Certes, Messieurs, je ne justifie pas cette dernière mesure. C'est une atteinte à la propriété, à la liberté, au travail; et je suis convaincu qu'elle allait contre le but qu'on avait en vue.

Mais il n'en reste pas moins que toute la préoccupation du législateur, à cette époque, était de mettre la plus grande abondance possible à la portée du peuple; et pour cela il allait jusqu'à violer la propriété.

Voici quelques articles entièrement exempts de droits à l'entrée:

Bestiaux de toutes sortes, grains de toutes sortes, beurres frais, fondu et salé, bois de toutes sortes, chair salée de toutes sortes, chanvre, même apprêté, charbon de bois, coton en rame et en laine, cuivre, fer en gueuse et ferraille (le fer en barre payait 1 franc par quintal, l'acier 1 fr. 50 c.), laines, lard frais, légumes, lin teillé ou apprêté, mâts de vaisseaux, suif, etc., et les farines de toutes sortes sauf la farine d'avoine. Et voyez, Messieurs, quelle minutieuse sollicitude se révèle jusque dans cette singulière exception. Pourquoi exclure seulement la farine d'avoine? Cela ne peut s'expliquer que par la crainte que les spéculateurs ne mêlassent à la nourriture du peuple un ingrédient grossier indigne de l'homme.
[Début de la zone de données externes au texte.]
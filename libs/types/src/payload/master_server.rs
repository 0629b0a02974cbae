//! Master server family
//!
//! Exchanged over unconnected datagrams between game servers, clients and the
//! server-list service, using the same envelope format as connected traffic.

define_payload! {
    /// Periodic announcement from a game server
    MasterServerRegister {
        id: i64,
        server_name: String,
        description: String,
        internal_endpoint: String,
        max_players: i32,
        player_count: i32,
        server_version: String,
        password: bool,
        cheats: bool,
        game_mode: u8,
    }
}

define_payload! {
    MasterServerRequestServers {
        current_version: String,
    }
}

define_payload! {
    /// One entry of the server list
    MasterServerReplyServers {
        id: i64,
        server_name: String,
        description: String,
        internal_endpoint: String,
        external_endpoint: String,
        max_players: i32,
        player_count: i32,
        server_version: String,
        password: bool,
        cheats: bool,
        game_mode: u8,
    }
}

define_payload! {
    /// Ask the master server to introduce us to a game server
    MasterServerIntroduction {
        id: i64,
        token: String,
        internal_endpoint: String,
    }
}

define_family! {
    MasterServer => MasterServerPayload, MasterServerMessageType {
        RegisterServer = 0 => MasterServerRegister,
        RequestServers = 1 => MasterServerRequestServers,
        ReplyServers = 2 => MasterServerReplyServers,
        Introduction = 3 => MasterServerIntroduction,
    }
}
Maintenant voici quelques articles dont la sortie est entièrement prohibée:

Argent et or, bestiaux, matières résineuses, chanvre, coton en laine, cuirs, cuivre, grains et farines de toutes sortes, laines, lins, engrais, matières premières du papier, suif, etc., etc.

Messieurs, le peuple de 93 n'était pas plus profond économiste que celui de 1822; mais on le consultait alors. On lui demandait: Veux-tu qu'on taxe le froment étranger afin d'élever le prix du froment naturel? Et, avec ce bon sens que je vous ai signalé chez les Suisses, il répondit: Non. (Rire général.)

Une preuve que ce n'est pas le progrès de l'économie politique qui dirigeait le législateur en veste, c'est un article bien remarquable que je dois encore vous lire.

On voulait tout laisser entrer; on ne voulait rien laisser sortir. C'était une contradiction. Évidemment pour recevoir, il faut payer. On se condamnait donc à tout payer en or. Mais à cette époque, comme aujourd'hui, on était convaincu que la sortie de l'or est une calamité publique. Comment donc échapper à la difficulté?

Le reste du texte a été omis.